Сначала глухо ударило, и во все стороны полетели головешки, уголья, горящие доски ящика. Потом одна ракета полетела в нашу сторону, упала позади в траве и там долго шипела, суетилась, почему-то напомнив мне курицу. Вверх почти ни одна из ракет не взлетела. Они выпрыгивали из полусгоревшего ящика и мчались куда попало. Зрелище было жутковатое, мы проглядели красавицу: все они одного цвета — зелёные. Одна из них, взмыв ввысь, упала точно в пилотку с недоеденной малиной.
Колька не выкинул свою пилотку, кто-то подарил ему из бойцов. Но вид она потеряла, ягоды прикипели к потрескавшейся клеёнке, подшитой изнутри, а дно её почти прогорело, стало тёмно-коричневым и долго, хотя Колька несколько раз стирал её, тяжело пахло палёным.
Сколько ребят покалечила и погубила война, даже уйдя из наших мест! От моего сопартника Миши Орлова нашли только руку с зажатым в кулаке кусочком хлеба, видимо, другой он что-то отвинчивал, расковыривал, «исследовал»…
…Лето 42-го.

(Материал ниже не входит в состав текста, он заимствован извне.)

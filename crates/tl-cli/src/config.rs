//! Configuration loading and management.

use std::path::{Path, PathBuf};
use std::time::Duration;

use figment::Figment;
use figment::providers::{Env, Format, Serialized, Toml};
use serde::{Deserialize, Serialize};
use tl_store::ResortConfig;

/// Application configuration.
#[derive(Debug, Clone, Serialize, Deserialize)]
pub struct Config {
    /// Path to the replicated document.
    pub document_path: PathBuf,
    /// Tuning for the repair pass that runs after merges.
    #[serde(default)]
    pub resort: ResortSettings,
}

/// The `[resort]` table.
#[derive(Debug, Clone, Copy, PartialEq, Eq, Serialize, Deserialize)]
pub struct ResortSettings {
    /// Entries examined per transaction.
    pub batch_size: usize,
    /// Quiet period after the last merge before a pass starts.
    pub debounce_ms: u64,
}

impl Default for ResortSettings {
    fn default() -> Self {
        let defaults = ResortConfig::default();
        Self {
            batch_size: defaults.batch_size,
            debounce_ms: u64::try_from(defaults.debounce.as_millis()).unwrap_or(u64::MAX),
        }
    }
}

impl ResortSettings {
    /// Scheduler configuration for a one-shot process: passes are triggered explicitly.
    pub const fn scheduler_config(&self) -> ResortConfig {
        ResortConfig {
            batch_size: self.batch_size,
            debounce: Duration::from_millis(self.debounce_ms),
            resort_on_start: false,
        }
    }
}

impl Default for Config {
    fn default() -> Self {
        let data_dir = dirs_data_path().unwrap_or_else(|| PathBuf::from("."));
        Self {
            document_path: data_dir.join("timelog.automerge"),
            resort: ResortSettings::default(),
        }
    }
}

impl Config {
    /// Loads configuration, optionally from a specific file.
    ///
    /// Later sources override earlier ones: defaults, `config.toml` in the
    /// config directory, the given file, then `TL_*` environment variables
    /// (`TL_RESORT__BATCH_SIZE` sets `resort.batch_size`).
    #[expect(
        clippy::result_large_err,
        reason = "figment::Error is large but only returned at startup"
    )]
    pub fn load_from(config_path: Option<&Path>) -> Result<Self, figment::Error> {
        let mut figment = Figment::from(Serialized::defaults(Self::default()));

        if let Some(config_dir) = dirs_config_path() {
            figment = figment.merge(Toml::file(config_dir.join("config.toml")));
        }

        if let Some(path) = config_path {
            figment = figment.merge(Toml::file(path));
        }

        figment = figment.merge(Env::prefixed("TL_").split("__"));

        figment.extract()
    }

    /// Lock file guarding load-mutate-save cycles on the document.
    pub fn lock_path(&self) -> PathBuf {
        self.document_path.with_extension("lock")
    }
}

/// Returns the platform-specific config directory for tl.
pub fn dirs_config_path() -> Option<PathBuf> {
    dirs::config_dir().map(|p| p.join("tl"))
}

/// Returns the platform-specific data directory for tl.
///
/// On Linux: `~/.local/share/tl`
pub fn dirs_data_path() -> Option<PathBuf> {
    dirs::data_dir().map(|p| p.join("tl"))
}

Сапёры строят дзоты, подновляют окопы, обсекают правый, наш, берег мелководной Яузы.
— Что, неужели немцы снова сюда придут?
— Война как пила, кто сильнее потянет — на той стороне и одолень, а уж опилки во все стороны летят, — говорит пожилой боец.
— Худое у тебя сравнение… А чего ж лесина, выходит, ничья?
— Как ничья, очень даже чья. Сейчас пока нашу пилят, а потом дело пойдёт, и до ихних рёбрышек доберутся. А народ всё равно жалко. Коль уж словами играться, так под пилой хуже всего вон им, — он ткнул рукой в угол, где, укладывая спать детвору, копошились бабы.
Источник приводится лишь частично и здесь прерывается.